### How to complete this task
Read through the records below and copy each line that uses the word "title".

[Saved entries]

^^^^

use anyhow::{Result, anyhow};
use async_trait::async_trait;
use bytes::Bytes;
use chrono::Utc;
use sea_orm::{
    ActiveModelTrait, ColumnTrait, DatabaseConnection, EntityTrait, NotSet, QueryFilter,
    QueryOrder, Set, TransactionTrait,
};
use serde::Serialize;
use std::sync::Arc;
use utoipa::ToSchema;

use crate::entities::{prelude::*, record_fields};
use crate::services::blob_store::BlobStoreClient;
use crate::services::entry_catalog::{Entry, FieldKind};
use crate::services::file_repository::{FileRepository, NewFile};
use crate::services::staging::StagedUpload;

/// Preview images generated from an attachment. They are rebuilt, never edited.
#[derive(Debug, Clone, Copy, PartialEq, Eq, Default, Serialize, ToSchema)]
#[serde(rename_all = "snake_case")]
pub enum ThumbnailVariant {
    #[default]
    None,
    Little,
    Big,
}

#[derive(Debug, Clone, PartialEq, Eq, Serialize, ToSchema)]
pub struct PersistedFile {
    pub id: i32,
    pub title: String,
    pub size: i64,
    pub mime_type: Option<String>,
}

/// A file attached to a record field once it has left the staging area.
#[derive(Debug, Clone, PartialEq, Eq, Serialize, ToSchema)]
pub struct PersistedAttachment {
    pub id: i32,
    pub record_id: i32,
    pub entry_id: i32,
    pub field_kind: FieldKind,
    /// URL of the remote resource for external-reference fields
    pub value: Option<String>,
    pub file: Option<PersistedFile>,
    pub thumbnail: ThumbnailVariant,
}

impl PersistedAttachment {
    pub fn is_thumbnail(&self) -> bool {
        self.thumbnail != ThumbnailVariant::None
    }
}

/// Permanent storage for committed attachments.
#[async_trait]
pub trait AttachmentStore: Send + Sync {
    async fn store(
        &self,
        record_id: i32,
        entry: &Entry,
        upload: &StagedUpload,
    ) -> Result<PersistedAttachment>;

    async fn fetch_bytes(&self, attachment: &PersistedAttachment) -> Result<Bytes>;

    async fn list_for_record(&self, record_id: i32) -> Result<Vec<PersistedAttachment>>;

    /// Deletes the attachment together with its file or remote blob.
    async fn remove(&self, attachment: &PersistedAttachment) -> Result<()>;
}

/// Keeps stored files in the database. External-reference files go to the
/// blob store and only their name, type and download URL are recorded.
pub struct DatabaseAttachmentStore {
    db: DatabaseConnection,
    blob_store: Option<Arc<dyn BlobStoreClient>>,
}

impl DatabaseAttachmentStore {
    pub fn new(db: DatabaseConnection) -> Self {
        Self {
            db,
            blob_store: None,
        }
    }

    pub fn with_blob_store(mut self, blob_store: Arc<dyn BlobStoreClient>) -> Self {
        self.blob_store = Some(blob_store);
        self
    }

    fn blob_store(&self) -> Result<&dyn BlobStoreClient> {
        self.blob_store
            .as_deref()
            .ok_or_else(|| anyhow!("No blob store configured for external-reference fields"))
    }
}

#[async_trait]
impl AttachmentStore for DatabaseAttachmentStore {
    async fn store(
        &self,
        record_id: i32,
        entry: &Entry,
        upload: &StagedUpload,
    ) -> Result<PersistedAttachment> {
        let (value, content) = match entry.kind {
            FieldKind::ExternalReference => {
                let url = self.blob_store()?.upload(upload).await?;
                (Some(url), None)
            }
            FieldKind::StoredFile | FieldKind::Other => (None, Some(upload.content().to_vec())),
        };

        let txn = self.db.begin().await?;

        let file = FileRepository::create(
            &txn,
            NewFile {
                title: upload.name().to_string(),
                size: upload.size() as i64,
                mime_type: Some(upload.content_type().to_string()),
                content,
            },
        )
        .await?;

        let field = record_fields::ActiveModel {
            id: NotSet,
            record_id: Set(record_id),
            entry_id: Set(entry.id),
            value: Set(value.clone()),
            file_id: Set(Some(file.id)),
            is_little_thumbnail: Set(false),
            is_big_thumbnail: Set(false),
            created_at: Set(Utc::now()),
        }
        .insert(&txn)
        .await?;

        txn.commit().await?;

        tracing::info!(
            "Stored '{}' ({} bytes) as record field {} of record {}",
            upload.name(),
            upload.size(),
            field.id,
            record_id
        );

        Ok(PersistedAttachment {
            id: field.id,
            record_id,
            entry_id: entry.id,
            field_kind: entry.kind,
            value,
            file: Some(PersistedFile {
                id: file.id,
                title: file.title,
                size: file.size,
                mime_type: file.mime_type,
            }),
            thumbnail: ThumbnailVariant::None,
        })
    }

    async fn fetch_bytes(&self, attachment: &PersistedAttachment) -> Result<Bytes> {
        if let (FieldKind::ExternalReference, Some(url)) = (attachment.field_kind, &attachment.value) {
            return Ok(self.blob_store()?.fetch(url).await?.content);
        }

        let file_ref = attachment
            .file
            .as_ref()
            .ok_or_else(|| anyhow!("Record field {} has no file", attachment.id))?;

        let file = FileRepository::find_by_primary_key(&self.db, file_ref.id)
            .await?
            .ok_or_else(|| anyhow!("File not found: {}", file_ref.id))?;

        let content = FileRepository::load_content(&self.db, &file)
            .await?
            .ok_or_else(|| anyhow!("File {} has no physical content", file.id))?;

        Ok(Bytes::from(content))
    }

    async fn list_for_record(&self, record_id: i32) -> Result<Vec<PersistedAttachment>> {
        let fields = RecordFields::find()
            .filter(record_fields::Column::RecordId.eq(record_id))
            .order_by_asc(record_fields::Column::Id)
            .all(&self.db)
            .await?;

        let mut attachments = Vec::with_capacity(fields.len());
        for field in fields {
            let field_kind = Entries::find_by_id(field.entry_id)
                .one(&self.db)
                .await?
                .map(|e| Entry::from(e).kind)
                .unwrap_or(FieldKind::Other);

            let file = match field.file_id {
                Some(file_id) => FileRepository::find_by_primary_key(&self.db, file_id)
                    .await?
                    .map(|f| PersistedFile {
                        id: f.id,
                        title: f.title,
                        size: f.size,
                        mime_type: f.mime_type,
                    }),
                None => None,
            };

            let thumbnail = if field.is_little_thumbnail {
                ThumbnailVariant::Little
            } else if field.is_big_thumbnail {
                ThumbnailVariant::Big
            } else {
                ThumbnailVariant::None
            };

            attachments.push(PersistedAttachment {
                id: field.id,
                record_id: field.record_id,
                entry_id: field.entry_id,
                field_kind,
                value: field.value,
                file,
                thumbnail,
            });
        }

        Ok(attachments)
    }

    async fn remove(&self, attachment: &PersistedAttachment) -> Result<()> {
        if let (FieldKind::ExternalReference, Some(url)) = (attachment.field_kind, &attachment.value) {
            self.blob_store()?.delete(url).await?;
        }

        let txn = self.db.begin().await?;
        RecordFields::delete_by_id(attachment.id).exec(&txn).await?;
        if let Some(file) = &attachment.file {
            FileRepository::remove(&txn, file.id).await?;
        }
        txn.commit().await?;

        tracing::info!(
            "Removed record field {} of record {}",
            attachment.id,
            attachment.record_id
        );
        Ok(())
    }
}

^^^^

### Response to this exercise
    pub title: String,
                title: upload.name().to_string(),
                title: file.title,
                        title: f.title,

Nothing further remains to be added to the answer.